El sonido de la lluvia se hizo torrencial, el frío del ambiente pareció aumentar. Y ni toda la ropa que me cubría pudo aplacarlo.

And no, oh, I need the ending.
So why can't you stay just long enough to explain?

(Y no, oh, necesito que termine

¿Por qué no puedes quedarte lo suficiente para explicar?)

Era increíble que la memoria pudiera guardar tan detalladamente lo ocurrido. Lo recordaba todo…

Los días posteriores a nuestra ruptura, no supe mucho de Edward. Aunque fue un golpe fuerte, mi cabeza estaba constantemente ocupada con otros asuntos, como por ejemplo, la universidad. Habían comenzado los exámenes hace alrededor de una semana. Tenía bastante que hacer.

No podía decir lo mismo de mi corazón. Dolía. Y mucho.

Aquel día, luego de que me soltara aquellas palabras y se marchara, recostada sobre mi cama con ese cúmulo de sentimientos quemándome en el pecho, el sueño me embargó y me dormí. Para despertar unas horas más tarde, con la realización de que sí. Había sido real.

Y así de simple. Un día como cualquier otro, en el que como cada mañana una llamada y su nombre en la pantalla de mi celular, me daría los buenos días. En el que un dulce beso me saludaría al encontrarnos para almorzar luego de clases. En el que sus ojos me mirarían con adoración y un calor que me llegaría hasta las entrañas. ¿Quién me iba a decir que ese día, un día como todos, terminaría así? Con ese final tan abrupto.

Fuera como fuese, él había terminado todo conmigo. Y eso dolía, por supuesto. No era sólo lo propio del ego al verse golpeado así – el que alguien te deje. Si no que el hecho de que fuera así. Sin una razón lógica. O una explicación. Algo no estaba bien. Algo había sucedido ahí. En él. O con él.

Reconozco que le di muchas vueltas al asunto. Los 'por qué' se amontonaban en mi cabeza. Pero pasadas las horas, y luego los días, decidí dejarlo así. O, por lo menos, intentar no darle tantas vueltas. Porque, por lo demás, era su decisión ¿no? Debía respetarla. Eso es lo que hace alguien que ama, dejar ir. Y yo, tenía una vida que continuar.

— Eso es todo por hoy jóvenes – la voz del profesor, el sonido de las sillas al arrastrarse contra el suelo y el murmullo de mis compañeros al hablar, me sacaron de mi letargo mental, una vez más.
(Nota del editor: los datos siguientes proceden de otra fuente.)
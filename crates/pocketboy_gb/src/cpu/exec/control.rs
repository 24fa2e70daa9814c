//! Control flow: jumps, calls, returns, restarts, halt and the interrupt
//! master enable.

use crate::bus::Bus;
use crate::cpu::{Cpu, Flags};
use crate::error::Error;

/// Branch condition of the conditional jump/call/return families.
#[derive(Clone, Copy, Debug, PartialEq, Eq)]
pub(crate) enum Cond {
    Always,
    Zero,
    NotZero,
    Carry,
    NotCarry,
}

impl Cond {
    fn taken(self, flags: Flags) -> bool {
        match self {
            Cond::Always => true,
            Cond::Zero => flags.zero,
            Cond::NotZero => !flags.zero,
            Cond::Carry => flags.carry,
            Cond::NotCarry => !flags.carry,
        }
    }
}

impl Cpu {
    /// Relative jump. The signed offset is applied to the address of the
    /// next instruction, after both instruction bytes are consumed.
    pub(super) fn jr(&mut self, bus: &mut Bus, cond: Cond) -> Result<(), Error> {
        let offset = self.fetch8(bus)? as i8;
        self.cycles.add(2, 8);
        if cond.taken(self.flags) {
            let target = self.pc.value().wrapping_add(i16::from(offset) as u16);
            self.pc.set_value(target);
            self.cycles.add(0, 4);
        }
        Ok(())
    }

    pub(super) fn jp(&mut self, bus: &mut Bus, cond: Cond) -> Result<(), Error> {
        let target = self.fetch16(bus)?;
        self.cycles.add(3, 12);
        if cond.taken(self.flags) {
            self.pc.set_value(target);
            self.cycles.add(0, 4);
        }
        Ok(())
    }

    pub(super) fn jp_hl(&mut self) -> Result<(), Error> {
        self.pc.set_value(self.hl.value());
        self.cycles.add(1, 4);
        Ok(())
    }

    pub(super) fn call(&mut self, bus: &mut Bus, cond: Cond) -> Result<(), Error> {
        let target = self.fetch16(bus)?;
        self.cycles.add(3, 12);
        if cond.taken(self.flags) {
            let ret = self.pc.value();
            self.stack_push(bus, ret)?;
            self.pc.set_value(target);
            self.cycles.add(0, 12);
        }
        Ok(())
    }

    pub(super) fn ret(&mut self, bus: &mut Bus) -> Result<(), Error> {
        let target = self.stack_pop(bus)?;
        self.pc.set_value(target);
        self.cycles.add(1, 16);
        Ok(())
    }

    pub(super) fn ret_cond(&mut self, bus: &mut Bus, cond: Cond) -> Result<(), Error> {
        self.cycles.add(1, 8);
        if cond.taken(self.flags) {
            let target = self.stack_pop(bus)?;
            self.pc.set_value(target);
            self.cycles.add(0, 12);
        }
        Ok(())
    }

    /// RETI re-enables interrupt dispatch on the way out.
    pub(super) fn reti(&mut self, bus: &mut Bus) -> Result<(), Error> {
        self.ret(bus)?;
        self.ime = true;
        Ok(())
    }

    /// One-byte call to a fixed low vector.
    pub(super) fn rst(&mut self, bus: &mut Bus, vector: u16) -> Result<(), Error> {
        let ret = self.pc.value();
        self.stack_push(bus, ret)?;
        self.pc.set_value(vector);
        self.cycles.add(1, 16);
        Ok(())
    }

    /// HALT and STOP both park the CPU until an enabled interrupt is
    /// requested; the run loop treats the halted state as its exit.
    pub(super) fn halt(&mut self) -> Result<(), Error> {
        self.halted = true;
        self.cycles.add(1, 4);
        Ok(())
    }

    pub(super) fn set_ime(&mut self, enabled: bool) -> Result<(), Error> {
        self.ime = enabled;
        self.cycles.add(1, 4);
        Ok(())
    }
}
Era algo usual por estos días. Miré la hoja de mi cuaderno de apuntes. Solo cinco líneas estaban escritas. Sacudí mi cabeza para despejar mis pensamientos. Tomé mis cosas y las metí en el bolso. Qué rápido pasa el tiempo. Según el reloj de mi teléfono ya serían la una de la tarde. La hora del almuerzo. Me colgué el bolso al hombro, tomé mi paraguas y salí de la sala. Por un momento pensé que, como casi todos los días, él estaría ahí, esperando por mí. Apoyado contra la pared, en una pose despreocupada, con sus manos dentro de los bolsillos de su chaqueta y su habitual gorro de lana cubriéndole el cabello. Levantando su mirada y encontrándose con la mía. Sonriéndome de la forma que sólo él lo hacía. Sensual. Confiado.

Pero no estaba. Los alumnos pasaban a mi lado caminando con rapidez, otros conversando animadamente. A medida que más y más salían de sus respectivas clases, la multitud en el pasillo fue aumentando y me vi arrastrada con ella hacia el comedor.

o-o-o-o-o-o-o-o-o-o-o

Dos semanas habían pasado desde su partida.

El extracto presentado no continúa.